First, insist that what you do is an integral part of national security policy. Secondly, do not allow the professional diplomats at State to use the "G.R." argument against arms control—that is, "good relations." "Our good relations with India demand that we go softly on complaining to them about their weapons control," for example. I heard the "G.R." argument many times in my career. The regional director or assistant secretary of state for Asia or whatever would always say, "Get those arms controllers out of my hair, I've got relationships to run here with India and Pakistan."

Finally, I said, remember this: the classic mistake that arms controllers make is that they characterize arms control as being about the other guy's weapons. I said it's actually also about yours. People say the world would be a whole lot better if those other people didn't have those weapons, but they don't say much about their own.

The only way that leadership by America will work is if it says, "The first contribution we will make to this whole deal is that we'll put certain weapons of ours on the table." Now that's really hard to do with Senator [Jesse] Helms and those types. But I ask you a question, do you know any other way of doing it? Look at NPT. The only thing that will save NPT is if nuclear arms reductions resume. And the key to that is the United States and Russia. They have to do that together with determination.

ACT: Would ratification of START II accomplish that?

Butler: It is essential, but if that's a problem, then the obvious thing to do would be to leap over it and go to START III, to go to new limits for the 21st century as was proposed by the Canberra Commission.

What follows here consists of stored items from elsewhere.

//! Consumer loop that drives a [`MessageHandler`] from a [`TaskQueue`].
//!
//! The fetch loop reserves messages and runs each on a bounded set of handler
//! tasks. Outcomes per message:
//! - handler success: the message is queued for batched deletion
//! - handler failure or undecodable body: released with exponential backoff
//! - failure on its last allowed reservation: counted as failed and deleted
//! - reserved more than `retry_limit` times: treated as poison and deleted
//!   without running the handler

use crate::error::{QueueError, ValidationError};
use crate::handler::MessageHandler;
use crate::message::Message;
use crate::queue::TaskQueue;
use crate::retry::Backoff;
use serde::{Deserialize, Serialize};
use std::sync::atomic::{AtomicU64, Ordering};
use std::sync::{Arc, Mutex};
use std::time::Duration;
use tokio::sync::{watch, Semaphore};
use tokio::task::{JoinHandle, JoinSet};
use tracing::{debug, error, info, warn};

#[cfg(test)]
#[path = "consumer_tests.rs"]
mod tests;

// ============================================================================
// Configuration
// ============================================================================

/// Consumer tuning
#[derive(Debug, Clone, PartialEq, Eq, Serialize, Deserialize)]
#[serde(default)]
pub struct ConsumerConfig {
    /// Maximum handlers running at once
    pub concurrency: usize,

    /// Upper bound on messages requested per reservation
    pub reservation_size: usize,

    /// Long-poll wait per reservation
    pub wait_timeout_seconds: u64,

    /// Reservations allowed before a message is given up on
    pub retry_limit: u32,

    pub min_backoff_ms: u64,

    pub max_backoff_ms: u64,
}

impl Default for ConsumerConfig {
    fn default() -> Self {
        Self {
            concurrency: 10,
            reservation_size: 10,
            wait_timeout_seconds: 10,
            retry_limit: 64,
            min_backoff_ms: 1000,
            max_backoff_ms: 3_600_000,
        }
    }
}

impl ConsumerConfig {
    pub fn wait_timeout(&self) -> Duration {
        Duration::from_secs(self.wait_timeout_seconds)
    }

    pub fn backoff(&self) -> Backoff {
        Backoff::new(
            Duration::from_millis(self.min_backoff_ms),
            Duration::from_millis(self.max_backoff_ms),
        )
    }

    pub fn validate(&self) -> Result<(), ValidationError> {
        if self.concurrency == 0 {
            return Err(ValidationError::OutOfRange {
                field: "consumer.concurrency".to_string(),
                message: "must be greater than zero".to_string(),
            });
        }
        if self.reservation_size == 0 {
            return Err(ValidationError::OutOfRange {
                field: "consumer.reservation_size".to_string(),
                message: "must be greater than zero".to_string(),
            });
        }
        if self.min_backoff_ms > self.max_backoff_ms {
            return Err(ValidationError::OutOfRange {
                field: "consumer.min_backoff_ms".to_string(),
                message: "must not exceed max_backoff_ms".to_string(),
            });
        }
        Ok(())
    }
}

// ============================================================================
// Statistics
// ============================================================================

#[derive(Debug, Default)]
struct ConsumerStats {
    processed: AtomicU64,
    retries: AtomicU64,
    fails: AtomicU64,
    poisoned: AtomicU64,
}

/// Point-in-time consumer counters
#[derive(Debug, Clone, Copy, Default, PartialEq, Eq, Serialize, Deserialize)]
pub struct ConsumerStatsSnapshot {
    pub processed: u64,
    pub retries: u64,
    pub fails: u64,
    pub poisoned: u64,
}

impl ConsumerStats {
    fn snapshot(&self) -> ConsumerStatsSnapshot {
        ConsumerStatsSnapshot {
            processed: self.processed.load(Ordering::Relaxed),
            retries: self.retries.load(Ordering::Relaxed),
            fails: self.fails.load(Ordering::Relaxed),
            poisoned: self.poisoned.load(Ordering::Relaxed),
        }
    }
}

// ============================================================================
// Consumer
// ============================================================================

struct ConsumerWorker {
    queue: Arc<dyn TaskQueue>,
    config: ConsumerConfig,
    handler: Arc<dyn MessageHandler>,
    stats: Arc<ConsumerStats>,
}

/// Running consumer; stop it with [`Consumer::stop_timeout`]
pub struct Consumer {
    queue_name: String,
    stop: watch::Sender<bool>,
    worker: Mutex<Option<JoinHandle<()>>>,
    stats: Arc<ConsumerStats>,
}

impl Consumer {
    /// Spawn the fetch loop. Must be called inside a Tokio runtime.
    pub fn start(
        queue: Arc<dyn TaskQueue>,
        config: ConsumerConfig,
        handler: Arc<dyn MessageHandler>,
    ) -> Self {
        let queue_name = queue.name().to_string();
        let stats = Arc::new(ConsumerStats::default());
        let (stop, stop_rx) = watch::channel(false);

        let worker = Arc::new(ConsumerWorker {
            queue,
            config,
            handler,
            stats: Arc::clone(&stats),
        });

        info!(queue = %queue_name, "Consumer started");
        let handle = tokio::spawn(worker.run(stop_rx));

        Self {
            queue_name,
            stop,
            worker: Mutex::new(Some(handle)),
            stats,
        }
    }

    pub fn stats(&self) -> ConsumerStatsSnapshot {
        self.stats.snapshot()
    }

    pub fn is_running(&self) -> bool {
        self.lock_worker()
            .as_ref()
            .is_some_and(|handle| !handle.is_finished())
    }

    /// Signal the loop to stop and wait up to `timeout` for in-flight handlers
    pub async fn stop_timeout(&self, timeout: Duration) -> Result<(), QueueError> {
        let _ = self.stop.send(true);

        let Some(mut handle) = self.lock_worker().take() else {
            return Ok(());
        };

        match tokio::time::timeout(timeout, &mut handle).await {
            Ok(Ok(())) => {
                info!(queue = %self.queue_name, "Consumer stopped");
                Ok(())
            }
            Ok(Err(join_error)) => Err(QueueError::Worker {
                pipeline: format!("{}:consumer", self.queue_name),
                message: join_error.to_string(),
            }),
            Err(_) => {
                *self.lock_worker() = Some(handle);
                Err(QueueError::StopTimeout {
                    queue: self.queue_name.clone(),
                    timeout,
                })
            }
        }
    }

    fn lock_worker(&self) -> std::sync::MutexGuard<'_, Option<JoinHandle<()>>> {
        self.worker
            .lock()
            .unwrap_or_else(|poisoned| poisoned.into_inner())
    }
}

impl ConsumerWorker {
    async fn run(self: Arc<Self>, mut stop: watch::Receiver<bool>) {
        let limit = Arc::new(Semaphore::new(self.config.concurrency.max(1)));
        let mut jobs = JoinSet::new();
        let queue_name = self.queue.name().to_string();

        loop {
            if *stop.borrow() {
                break;
            }

            // Reserve only what can start right away so reservations do not
            // expire while waiting for a free handler slot.
            let ready = tokio::select! {
                _ = stop.changed() => break,
                permit = Arc::clone(&limit).acquire_owned() => permit.is_ok(),
            };
            if !ready {
                break;
            }
            let n = self
                .config
                .reservation_size
                .min(limit.available_permits())
                .max(1);

            let reserved = tokio::select! {
                _ = stop.changed() => break,
                result = self.queue.reserve_n(n, self.config.wait_timeout()) => result,
            };

            let messages = match reserved {
                Ok(messages) => messages,
                Err(e) => {
                    warn!(queue = %queue_name, error = %e, "Reservation failed");
                    tokio::select! {
                        _ = stop.changed() => break,
                        _ = tokio::time::sleep(self.config.backoff().min) => {}
                    }
                    continue;
                }
            };

            for message in messages {
                let Ok(permit) = Arc::clone(&limit).acquire_owned().await else {
                    break;
                };
                let worker = Arc::clone(&self);
                jobs.spawn(async move {
                    let _permit = permit;
                    worker.process(message).await;
                });
            }

            while let Some(finished) = jobs.try_join_next() {
                if let Err(join_error) = finished {
                    error!(queue = %queue_name, error = %join_error, "Handler task panicked");
                }
            }
        }

        debug!(queue = %queue_name, in_flight = jobs.len(), "Consumer waiting for handlers");
        while let Some(finished) = jobs.join_next().await {
            if let Err(join_error) = finished {
                error!(queue = %queue_name, error = %join_error, "Handler task panicked");
            }
        }
    }

    async fn process(&self, message: Message) {
        let message_id = message.id.clone().unwrap_or_default();

        if message.reserved_count > self.config.retry_limit {
            warn!(
                message_id = %message_id,
                reserved_count = message.reserved_count,
                "Poison message, deleting without processing"
            );
            self.stats.poisoned.fetch_add(1, Ordering::Relaxed);
            self.discard(&message).await;
            return;
        }

        let outcome = match message.err {
            Some(ref err) => Err(err.to_string()),
            None => self
                .handler
                .handle(&message)
                .await
                .map_err(|e| e.to_string()),
        };

        match outcome {
            Ok(()) => {
                self.stats.processed.fetch_add(1, Ordering::Relaxed);
                if let Err(e) = self.queue.delete_batched(&message).await {
                    error!(message_id = %message_id, error = %e, "Failed to queue delete");
                }
            }
            Err(reason) if message.reserved_count >= self.config.retry_limit => {
                error!(
                    message_id = %message_id,
                    task = %message.task_name,
                    reserved_count = message.reserved_count,
                    error = %reason,
                    "Message failed on its final attempt"
                );
                self.stats.fails.fetch_add(1, Ordering::Relaxed);
                self.discard(&message).await;
            }
            Err(reason) => {
                let delay = self.config.backoff().delay(message.reserved_count);
                warn!(
                    message_id = %message_id,
                    task = %message.task_name,
                    reserved_count = message.reserved_count,
                    delay_secs = delay.as_secs(),
                    error = %reason,
                    "Message failed, releasing"
                );
                self.stats.retries.fetch_add(1, Ordering::Relaxed);

                let released = message.with_delay(delay);
                if let Err(e) = self.queue.release(&released).await {
                    error!(message_id = %message_id, error = %e, "Failed to release message");
                }
            }
        }
    }

    async fn discard(&self, message: &Message) {
        if let Err(e) = self.queue.delete_batched(message).await {
            error!(
                message_id = message.id.as_deref().unwrap_or_default(),
                error = %e,
                "Failed to queue delete"
            );
        }
    }
}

More immediately, the United States and Russia could de-alert significant quantities of their missiles—decouple the warheads from the launch vehicles, store them separately, and come down off this hair-trigger situation that the Russians put themselves back on in early July.

ACT: Do you feel that UNSCOM has, at this point, lost its viability as a tool for disarming Iraq?

Butler: UNSCOM has always remained the best instrument for disarming Iraq. Its track record has been terrific. What it has lost is the political support of the Security Council. And so according to the Russians, who are supported by the Chinese, UNSCOM is dead, and the job of monitoring Iraq's progress has to be done by someone else—UNSCOM II or another organization. It's pathetic—I want that on the record—pathetic. It flies in the face of the practical reality of what UNSCOM achieved. It focuses on the mechanism, not the problem.

The problem is what it always has been, which is the refusal of Saddam Hussein to stop making or secretly acquiring illegal weapons of mass destruction. It's absolutely simple. If the central government of Iraq were to decide, "We're out of this business, we're not going to do this anymore," it would be over. But because it's refused to do that and because UNSCOM has continued to battle with that refusal in ways that have brought about recurrent crises, Russia and some others have decided that the way to solve this problem is to remove the thorn from Iraq's side, namely UNSCOM, rather than insist that Iraq comply.

ACT: When UNSCOM was created, it was expected that Iraq would comply with Resolution 687. When it was realized that Iraq was not going to cooperate, should UNSCOM have been altered, should the inspection mechanism have been strengthened?

Butler: Theoretically, yes. But what happened was that UNSCOM did that to itself. It strengthened itself by trying different solutions to the same problem. Once it became clear that Iraq was determined not to comply, but to conceal and deceive, then it was clear that the fundamental operational assumption was wrong and UNSCOM had to deal with that.

ACT: What challenges did you face in balancing the work of UNSCOM with the delicate, complex politics of the Security Council?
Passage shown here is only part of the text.